EESC calls for inclusive AI that puts workers first when smart technology is introduced into the workplace

The EU needs to ensure that the AI revolution does not endanger the quality of work in Europe. Interactions between workers and machines must be regulated so that humans never become underlings to machines, argues the European Economic and Social Committee in a report adopted at its September plenary.

The EESC believes that it is crucial to define the relationship between humans and machines, how autonomous the latter can be, and how they will complement the work of human beings. It urges the Commission to address these questions in the ethical guidelines it is preparing.

"It is not ethically acceptable for a human being to be controlled by AI or seen as the underling of a machine which issues orders on how, when and what kind of tasks should be performed. However, at times it would seem that we have already crossed that particular ethical Rubicon," said rapporteur Franca Salis Madinier.

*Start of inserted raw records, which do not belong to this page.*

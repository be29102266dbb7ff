//! Capabilities the kernel consumes from the simulated machine and its host.
//!
//! None of these are implemented here: the CPU emulator, the thread scheduler,
//! the interrupt controller and the host's open-file table sit behind these
//! traits, and the trap dispatcher reaches them through a [`TrapContext`].

use crate::{
    devices::console::Console, filesys::FileSystem, processes::address_space::TranslationEntry,
};
use alloc::boxed::Box;

/// Identity of a schedulable unit.
pub type UnitId = u32;

/// Routine a freshly forked unit runs once the scheduler first picks it.
pub type UnitEntry = Box<dyn FnOnce(&mut dyn Machine) + Send>;

/// The simulated CPU: register file, translated memory and raw main memory.
pub trait Machine {
    fn read_register(&self, reg: usize) -> i32;
    fn write_register(&mut self, reg: usize, value: i32);

    /// Reads `size` bytes at virtual `addr` through the active translation.
    /// `None` if the access faults.
    fn read_mem(&mut self, addr: i32, size: usize) -> Option<i32>;

    /// Writes `size` bytes at virtual `addr`; `false` if the access faults.
    fn write_mem(&mut self, addr: i32, size: usize, value: i32) -> bool;

    /// Physical memory, indexed by frame number times page size.
    fn main_memory(&mut self) -> &mut [u8];

    /// Makes `table` the translation used for every user access.
    fn install_translation(&mut self, table: &[TranslationEntry]);

    /// Resumes user-mode execution with the current registers.
    fn run(&mut self);
}

pub trait Scheduler {
    /// Unit that raised the trap being handled.
    fn current(&self) -> UnitId;

    fn current_name(&self) -> &str;

    /// Hands a new unit to the run queue.
    fn fork(&mut self, unit: UnitId, name: &str, entry: UnitEntry);

    /// Gives up the processor; returns once the caller is picked again.
    fn yield_now(&mut self);

    /// Retires the current unit after its trap returns.
    fn finish(&mut self);
}

#[derive(Debug, Clone, Copy, PartialEq, Eq)]
pub enum IntLevel {
    Off,
    On,
}

pub trait Interrupt {
    /// Sets the interrupt level, returning the previous one.
    fn set_level(&mut self, level: IntLevel) -> IntLevel;

    /// Orderly shutdown of the whole machine.
    fn halt(&mut self);
}

/// Executes a closure with interrupts disabled, restoring the previous level.
pub fn without_interrupts<F, R>(interrupt: &mut dyn Interrupt, f: F) -> R
where
    F: FnOnce() -> R,
{
    let previous = interrupt.set_level(IntLevel::Off);
    let result = f();
    interrupt.set_level(previous);
    result
}

/// Host byte streams for ids 2 and up.
pub trait ByteStreams {
    fn read(&mut self, stream: i32, buf: &mut [u8]) -> usize;
    fn write(&mut self, stream: i32, buf: &[u8]) -> usize;
}

/// Everything a single trap may touch.
pub struct TrapContext<'a> {
    pub machine: &'a mut dyn Machine,
    pub scheduler: &'a mut dyn Scheduler,
    pub interrupt: &'a mut dyn Interrupt,
    pub files: &'a mut dyn FileSystem,
    pub console: &'a mut dyn Console,
    pub streams: &'a mut dyn ByteStreams,
}
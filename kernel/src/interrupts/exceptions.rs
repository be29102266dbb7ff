//! Kernel entry for every user-mode trap.
//!
//! Syscall traps advance the program counters and go to the syscall
//! dispatcher. Everything else is a fault, handled per [`FaultPolicy`].

use crate::{
    config::FaultPolicy,
    constants::{
        processes::INSTRUCTION_WIDTH,
        registers::{BAD_VADDR_REG, NEXT_PC_REG, PC_REG, PREV_PC_REG},
        syscalls::SYSCALL_FAILED,
    },
    interrupts::TrapOutcome,
    kernel::Kernel,
    machine::{Machine, TrapContext},
    syscalls::syscall_handlers::dispatch_syscall,
};
use alloc::string::ToString;

#[derive(Debug, Clone, Copy, PartialEq, Eq)]
pub enum ExceptionType {
    NoException,
    Syscall,
    /// No valid translation for the address.
    PageFault,
    /// Write to a page marked read-only.
    ReadOnly,
    /// Translation produced an invalid physical address.
    BusError,
    /// Unaligned or out-of-range virtual address.
    AddressError,
    /// Integer overflow in add or sub.
    Overflow,
    IllegalInstr,
}

impl ExceptionType {
    /// Maps the machine's numeric exception code.
    pub fn from_code(code: i32) -> Option<Self> {
        let which = match code {
            0 => ExceptionType::NoException,
            1 => ExceptionType::Syscall,
            2 => ExceptionType::PageFault,
            3 => ExceptionType::ReadOnly,
            4 => ExceptionType::BusError,
            5 => ExceptionType::AddressError,
            6 => ExceptionType::Overflow,
            7 => ExceptionType::IllegalInstr,
            _ => return None,
        };
        Some(which)
    }

    pub fn is_fault(self) -> bool {
        !matches!(self, ExceptionType::NoException | ExceptionType::Syscall)
    }
}

/// Moves past the trapping instruction: prev <- pc, pc <- next, next += 4.
pub fn advance_pc(machine: &mut dyn Machine) {
    let pc = machine.read_register(PC_REG);
    let next_pc = machine.read_register(NEXT_PC_REG);
    machine.write_register(PREV_PC_REG, pc);
    machine.write_register(PC_REG, next_pc);
    machine.write_register(NEXT_PC_REG, next_pc + INSTRUCTION_WIDTH);
}

impl Kernel {
    /// Handles one trap raised by the unit the scheduler reports as current.
    pub fn handle_exception(&self, which: ExceptionType, ctx: &mut TrapContext<'_>) -> TrapOutcome {
        match which {
            ExceptionType::NoException => TrapOutcome::Resume,
            ExceptionType::Syscall => {
                advance_pc(ctx.machine);
                dispatch_syscall(self, ctx)
            }
            fault => self.handle_fault(fault, ctx),
        }
    }

    fn handle_fault(&self, which: ExceptionType, ctx: &mut TrapContext<'_>) -> TrapOutcome {
        let pid = ctx.scheduler.current();
        let name = ctx.scheduler.current_name().to_string();
        log::warn!(
            "{:?} in unit {} ({}), pc {:#x}, bad address {:#x}",
            which,
            pid,
            name,
            ctx.machine.read_register(PC_REG),
            ctx.machine.read_register(BAD_VADDR_REG)
        );

        match self.config().fault_policy {
            FaultPolicy::TerminateUnit => {
                log::info!("terminating unit {} ({}) after {:?}", pid, name, which);
                self.terminate(pid, SYSCALL_FAILED);
                ctx.scheduler.finish();
                TrapOutcome::Finished
            }
            FaultPolicy::Legacy if self.main_unit() == Some(pid) => {
                log::error!("fatal {:?} in the main unit, halting", which);
                ctx.interrupt.halt();
                TrapOutcome::Halted
            }
            FaultPolicy::Legacy => TrapOutcome::Resume,
        }
    }
}
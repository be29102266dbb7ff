//! Test doubles for the machine-side capabilities and an executable builder.

use crate::{
    config::KernelConfig,
    constants::{processes::MAIN_UNIT_NAME, registers::NUM_TOTAL_REGS},
    devices::console::BufferedConsole,
    filesys::memory::{MemoryFile, MemoryFileSystem},
    machine::{ByteStreams, IntLevel, Interrupt, Machine, Scheduler, TrapContext, UnitEntry, UnitId},
    processes::{
        address_space::{EntryFlags, TranslationEntry},
        loader::{NoffHeader, Segment, NOFF_HEADER_SIZE},
    },
};
use alloc::{
    boxed::Box,
    collections::BTreeMap,
    string::{String, ToString},
    vec,
    vec::Vec,
};

/// NOFF image with the code segment right after the header and the data
/// segment right after the code.
pub fn executable(code: &[u8], data: &[u8], uninit_size: u32) -> MemoryFile {
    let code_at = NOFF_HEADER_SIZE as u32;
    let data_at = code_at + code.len() as u32;
    let header = NoffHeader::new(
        Segment {
            size: code.len() as u32,
            virtual_addr: 0,
            in_file_addr: code_at,
        },
        Segment {
            size: data.len() as u32,
            virtual_addr: code.len() as u32,
            in_file_addr: data_at,
        },
        Segment {
            size: uninit_size,
            virtual_addr: (code.len() + data.len()) as u32,
            in_file_addr: 0,
        },
    );

    let mut bytes = header.encode().to_vec();
    bytes.extend_from_slice(code);
    bytes.extend_from_slice(data);
    MemoryFile::new(bytes)
}

/// Register file plus main memory. Until a translation is installed every
/// virtual page maps to the physical frame of the same number.
pub struct MockMachine {
    pub registers: [i32; NUM_TOTAL_REGS],
    pub memory: Vec<u8>,
    pub translation: Vec<TranslationEntry>,
    pub runs: usize,
    page_size: usize,
}

impl MockMachine {
    pub fn new(config: &KernelConfig) -> Self {
        let translation = (0..config.num_phys_pages)
            .map(|page| TranslationEntry {
                virtual_page: page,
                physical_page: page,
                flags: EntryFlags::VALID,
            })
            .collect();
        Self {
            registers: [0; NUM_TOTAL_REGS],
            memory: vec![0; config.memory_size()],
            translation,
            runs: 0,
            page_size: config.page_size,
        }
    }

    fn translate(&self, addr: i32, size: usize, writing: bool) -> Option<usize> {
        let addr = usize::try_from(addr).ok()?;
        let entry = self
            .translation
            .iter()
            .find(|entry| entry.virtual_page == addr / self.page_size && entry.is_valid())?;
        if writing && entry.is_read_only() {
            return None;
        }
        let physical = entry.physical_page * self.page_size + addr % self.page_size;
        (physical + size <= self.memory.len()).then_some(physical)
    }
}

impl Machine for MockMachine {
    fn read_register(&self, reg: usize) -> i32 {
        self.registers[reg]
    }

    fn write_register(&mut self, reg: usize, value: i32) {
        self.registers[reg] = value;
    }

    fn read_mem(&mut self, addr: i32, size: usize) -> Option<i32> {
        let at = self.translate(addr, size, false)?;
        let mut raw = [0u8; 4];
        raw[..size].copy_from_slice(&self.memory[at..at + size]);
        Some(i32::from_le_bytes(raw))
    }

    fn write_mem(&mut self, addr: i32, size: usize, value: i32) -> bool {
        match self.translate(addr, size, true) {
            Some(at) => {
                self.memory[at..at + size].copy_from_slice(&value.to_le_bytes()[..size]);
                true
            }
            None => false,
        }
    }

    fn main_memory(&mut self) -> &mut [u8] {
        &mut self.memory
    }

    fn install_translation(&mut self, table: &[TranslationEntry]) {
        self.translation = table.to_vec();
    }

    fn run(&mut self) {
        self.runs += 1;
    }
}

pub struct MockScheduler {
    pub current: UnitId,
    pub name: String,
    pub forked: Vec<(UnitId, String, UnitEntry)>,
    pub yields: usize,
    pub finished: usize,
    yield_hook: Option<Box<dyn FnMut()>>,
}

impl MockScheduler {
    pub fn new() -> Self {
        Self {
            current: 0,
            name: MAIN_UNIT_NAME.to_string(),
            forked: Vec::new(),
            yields: 0,
            finished: 0,
            yield_hook: None,
        }
    }

    /// Runs `hook` every time the current unit yields, standing in for the
    /// other units getting the processor.
    pub fn set_yield_hook(&mut self, hook: impl FnMut() + 'static) {
        self.yield_hook = Some(Box::new(hook));
    }
}

impl Scheduler for MockScheduler {
    fn current(&self) -> UnitId {
        self.current
    }

    fn current_name(&self) -> &str {
        &self.name
    }

    fn fork(&mut self, unit: UnitId, name: &str, entry: UnitEntry) {
        self.forked.push((unit, name.to_string(), entry));
    }

    fn yield_now(&mut self) {
        self.yields += 1;
        assert!(self.yields < 10_000, "unit never got past its yield loop");
        if let Some(hook) = self.yield_hook.as_mut() {
            hook();
        }
    }

    fn finish(&mut self) {
        self.finished += 1;
    }
}

pub struct MockInterrupt {
    pub level: IntLevel,
    pub level_changes: usize,
    pub halted: bool,
}

impl Interrupt for MockInterrupt {
    fn set_level(&mut self, level: IntLevel) -> IntLevel {
        self.level_changes += 1;
        core::mem::replace(&mut self.level, level)
    }

    fn halt(&mut self) {
        self.halted = true;
    }
}

#[derive(Default)]
pub struct MockStreams {
    /// Longest buffer any `read` was handed.
    pub largest_read: usize,
    input: BTreeMap<i32, Vec<u8>>,
    output: BTreeMap<i32, Vec<u8>>,
}

impl MockStreams {
    pub fn feed(&mut self, stream: i32, bytes: &[u8]) {
        self.input.entry(stream).or_default().extend_from_slice(bytes);
    }

    pub fn written(&self, stream: i32) -> &[u8] {
        self.output.get(&stream).map(Vec::as_slice).unwrap_or_default()
    }
}

impl ByteStreams for MockStreams {
    fn read(&mut self, stream: i32, buf: &mut [u8]) -> usize {
        self.largest_read = self.largest_read.max(buf.len());
        let pending = self.input.entry(stream).or_default();
        let count = buf.len().min(pending.len());
        buf[..count].copy_from_slice(&pending[..count]);
        pending.drain(..count);
        count
    }

    fn write(&mut self, stream: i32, buf: &[u8]) -> usize {
        self.output.entry(stream).or_default().extend_from_slice(buf);
        buf.len()
    }
}

/// One of each capability, owned, so a test can hand out a [`TrapContext`].
pub struct Harness {
    pub machine: MockMachine,
    pub scheduler: MockScheduler,
    pub interrupt: MockInterrupt,
    pub files: MemoryFileSystem,
    pub console: BufferedConsole,
    pub streams: MockStreams,
}

impl Harness {
    pub fn new(config: &KernelConfig) -> Self {
        Self {
            machine: MockMachine::new(config),
            scheduler: MockScheduler::new(),
            interrupt: MockInterrupt {
                level: IntLevel::On,
                level_changes: 0,
                halted: false,
            },
            files: MemoryFileSystem::new(),
            console: BufferedConsole::new(8),
            streams: MockStreams::default(),
        }
    }

    pub fn ctx(&mut self) -> TrapContext<'_> {
        TrapContext {
            machine: &mut self.machine,
            scheduler: &mut self.scheduler,
            interrupt: &mut self.interrupt,
            files: &mut self.files,
            console: &mut self.console,
            streams: &mut self.streams,
        }
    }

    /// Stores `s` and its terminator at virtual `addr`.
    pub fn write_user_str(&mut self, addr: i32, s: &str) {
        for (offset, &byte) in s.as_bytes().iter().chain([0u8].iter()).enumerate() {
            assert!(self.machine.write_mem(addr + offset as i32, 1, byte as i32));
        }
    }

    pub fn read_user_bytes(&mut self, addr: i32, len: usize) -> Vec<u8> {
        (0..len)
            .map(|offset| {
                self.machine
                    .read_mem(addr + offset as i32, 1)
                    .map(|byte| byte as u8)
                    .unwrap_or_default()
            })
            .collect()
    }
}
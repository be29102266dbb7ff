//! Trap entry: exception classification and the per-trap outcome.

pub mod exceptions;

pub use exceptions::ExceptionType;

/// What the caller of [`crate::kernel::Kernel::handle_exception`] does next.
#[derive(Debug, Clone, Copy, PartialEq, Eq)]
pub enum TrapOutcome {
    /// Return to the trapped unit.
    Resume,
    /// The trapped unit is gone; its thread has been retired.
    Finished,
    /// The machine has been halted.
    Halted,
}
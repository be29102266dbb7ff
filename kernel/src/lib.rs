#![cfg_attr(not(test), no_std)]
#![cfg_attr(feature = "strict", deny(warnings))]
extern crate alloc;

pub mod config;
pub mod constants;
pub mod devices;
pub mod filesys;
pub mod interrupts;
pub mod kernel;
pub mod logging;
pub mod machine;
pub mod memory;
pub mod processes;
pub mod syscalls;

#[cfg(test)]
mod testing;

pub mod prelude {
    pub use crate::{
        config::{FaultPolicy, JoinPolicy, KernelConfig},
        interrupts::{ExceptionType, TrapOutcome},
        kernel::Kernel,
        machine::{ByteStreams, IntLevel, Interrupt, Machine, Scheduler, TrapContext, UnitId},
        memory::{FrameAllocator, FrameBitmap, PlacementStrategy},
    };
}
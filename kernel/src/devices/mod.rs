//! Devices the kernel talks to directly.

pub mod console;
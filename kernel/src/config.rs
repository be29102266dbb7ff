//! Runtime kernel configuration.
//!
//! The defaults reproduce the reference machine: 32 frames of 128 bytes, a
//! 1 KiB user stack and first-fit placement.

use crate::{
    constants::{
        memory::{NUM_PHYS_PAGES, PAGE_SIZE},
        processes::{STACK_SAFETY_MARGIN, USER_STACK_SIZE},
    },
    memory::placement::PlacementStrategy,
};

/// How `Join` treats its handle argument.
#[derive(Debug, Clone, Copy, PartialEq, Eq)]
pub enum JoinPolicy {
    /// Block (cooperatively) until the named unit exits, then return its status.
    WaitForExit,
    /// Relaunch the path used by the most recent `Exec` and return 0 immediately.
    RelaunchLastPath,
}

/// What happens when a unit raises a non-syscall exception.
#[derive(Debug, Clone, Copy, PartialEq, Eq)]
pub enum FaultPolicy {
    /// The faulting unit exits with status -1 and its frames are released.
    TerminateUnit,
    /// Fatal for the `main` unit, ignored for everyone else.
    Legacy,
}

#[derive(Debug, Clone)]
pub struct KernelConfig {
    pub num_phys_pages: usize,
    pub page_size: usize,
    pub user_stack_size: usize,
    pub stack_margin: usize,
    pub placement: PlacementStrategy,
    /// Forces a first-fit run boundary at every multiple of this many frames.
    pub first_fit_boundary: Option<usize>,
    pub join_policy: JoinPolicy,
    pub fault_policy: FaultPolicy,
}

impl KernelConfig {
    pub fn memory_size(&self) -> usize {
        self.num_phys_pages * self.page_size
    }

    pub fn with_placement(mut self, placement: PlacementStrategy) -> Self {
        self.placement = placement;
        self
    }
}

impl Default for KernelConfig {
    fn default() -> Self {
        Self {
            num_phys_pages: NUM_PHYS_PAGES,
            page_size: PAGE_SIZE,
            user_stack_size: USER_STACK_SIZE,
            stack_margin: STACK_SAFETY_MARGIN,
            placement: PlacementStrategy::FirstFit,
            first_fit_boundary: None,
            join_policy: JoinPolicy::WaitForExit,
            fault_policy: FaultPolicy::TerminateUnit,
        }
    }
}
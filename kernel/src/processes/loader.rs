//! NOFF executable header.
//!
//! The header is ten 32-bit words: the magic tag, then `{size, virtual_addr,
//! in_file_addr}` for the code, initialized-data and uninitialized-data
//! segments. Words are stored little-endian; a file produced on a machine of
//! the other byte order is recognized by its swapped magic and normalized.

use crate::{
    constants::processes::NOFF_MAGIC,
    filesys::{FsError, OpenFile},
    memory::ReserveError,
};

pub const NOFF_HEADER_SIZE: usize = 10 * 4;

#[derive(Debug, Clone, PartialEq, Eq, thiserror::Error)]
pub enum LoadError {
    #[error("cannot read executable header: {0}")]
    TruncatedHeader(#[source] FsError),
    #[error("bad magic number {0:#010x}")]
    BadMagic(u32),
    #[error("program needs {pages} pages but physical memory only has {total}")]
    TooLarge { pages: usize, total: usize },
    #[error("program needs {pages} pages but only {free} frames are free")]
    OutOfMemory { pages: usize, free: usize },
    #[error("no contiguous run of {pages} frames ({free} free in total)")]
    NoContiguousRegion { pages: usize, free: usize },
    #[error("cannot read segment from executable: {0}")]
    ShortRead(#[source] FsError),
}

impl From<ReserveError> for LoadError {
    fn from(err: ReserveError) -> Self {
        match err {
            ReserveError::TooLarge { requested, total } => LoadError::TooLarge {
                pages: requested,
                total,
            },
            ReserveError::OutOfMemory { requested, free } => LoadError::OutOfMemory {
                pages: requested,
                free,
            },
            ReserveError::NoContiguousRegion { requested, free } => {
                LoadError::NoContiguousRegion {
                    pages: requested,
                    free,
                }
            }
        }
    }
}

#[derive(Debug, Clone, Copy, Default, PartialEq, Eq)]
pub struct Segment {
    pub size: u32,
    pub virtual_addr: u32,
    pub in_file_addr: u32,
}

impl Segment {
    fn swap_bytes(self) -> Self {
        Self {
            size: self.size.swap_bytes(),
            virtual_addr: self.virtual_addr.swap_bytes(),
            in_file_addr: self.in_file_addr.swap_bytes(),
        }
    }
}

#[derive(Debug, Clone, Copy, PartialEq, Eq)]
pub struct NoffHeader {
    pub magic: u32,
    pub code: Segment,
    pub init_data: Segment,
    pub uninit_data: Segment,
}

impl NoffHeader {
    pub fn new(code: Segment, init_data: Segment, uninit_data: Segment) -> Self {
        Self {
            magic: NOFF_MAGIC,
            code,
            init_data,
            uninit_data,
        }
    }

    /// Reads and validates the header at offset 0 of `executable`.
    pub fn read_from(executable: &mut dyn OpenFile) -> Result<Self, LoadError> {
        let mut raw = [0u8; NOFF_HEADER_SIZE];
        executable
            .read_exact_at(&mut raw, 0)
            .map_err(LoadError::TruncatedHeader)?;
        Self::decode(&raw)
    }

    /// Decodes a raw header, swapping byte order if only the swapped magic matches.
    pub fn decode(raw: &[u8; NOFF_HEADER_SIZE]) -> Result<Self, LoadError> {
        let mut words = [0u32; 10];
        for (word, bytes) in words.iter_mut().zip(raw.chunks_exact(4)) {
            *word = u32::from_le_bytes([bytes[0], bytes[1], bytes[2], bytes[3]]);
        }

        let segment = |i: usize| Segment {
            size: words[i],
            virtual_addr: words[i + 1],
            in_file_addr: words[i + 2],
        };
        let header = Self {
            magic: words[0],
            code: segment(1),
            init_data: segment(4),
            uninit_data: segment(7),
        };

        if header.magic == NOFF_MAGIC {
            Ok(header)
        } else if header.magic.swap_bytes() == NOFF_MAGIC {
            log::debug!("executable header is byte-swapped, normalizing");
            Ok(header.swap_bytes())
        } else {
            Err(LoadError::BadMagic(header.magic))
        }
    }

    /// Little-endian encoding, the inverse of [`NoffHeader::decode`].
    pub fn encode(&self) -> [u8; NOFF_HEADER_SIZE] {
        let words = [
            self.magic,
            self.code.size,
            self.code.virtual_addr,
            self.code.in_file_addr,
            self.init_data.size,
            self.init_data.virtual_addr,
            self.init_data.in_file_addr,
            self.uninit_data.size,
            self.uninit_data.virtual_addr,
            self.uninit_data.in_file_addr,
        ];
        let mut raw = [0u8; NOFF_HEADER_SIZE];
        for (bytes, word) in raw.chunks_exact_mut(4).zip(words) {
            bytes.copy_from_slice(&word.to_le_bytes());
        }
        raw
    }

    fn swap_bytes(self) -> Self {
        Self {
            magic: self.magic.swap_bytes(),
            code: self.code.swap_bytes(),
            init_data: self.init_data.swap_bytes(),
            uninit_data: self.uninit_data.swap_bytes(),
        }
    }

    /// Bytes occupied by code, initialized and uninitialized data.
    pub fn image_size(&self) -> usize {
        self.code.size as usize + self.init_data.size as usize + self.uninit_data.size as usize
    }
}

The European Commission's AI strategy, with its strong focus on education, training and building up digital skills, is useful to curb social polarisation, but is only a partial response to the complex challenges involved. The EESC points to three instruments of social dialogue that can help ensure a socially acceptable transition:

  • inclusive AI, involving workers in the practical processes of introducing AI into the workplace, in order to facilitate acceptance;
  • anticipating change through social dialogue, looking into how production processes will change businesses and sectors;
  • socially responsible restructuring when redundancy plans become unavoidable, exploring all possible alternatives to layoffs.

The EESC also warns against the dangers of applying algorithms to the recruitment of workers and recommends that the Commission's ethical guidelines enshrine principles of transparency.

With accidents already being reported as a result of interactions between humans and machines in the workplace, the EESC calls for emerging health and safety risks to be clearly identified and provision to be made in EU law covering workers who are exposed to them.

Finally, the EESC would like to see the Commission launch a debate on how to finance social security systems in the future, since the current systems, based mainly on revenues from the taxation of work, will no longer be sustainable. (dm)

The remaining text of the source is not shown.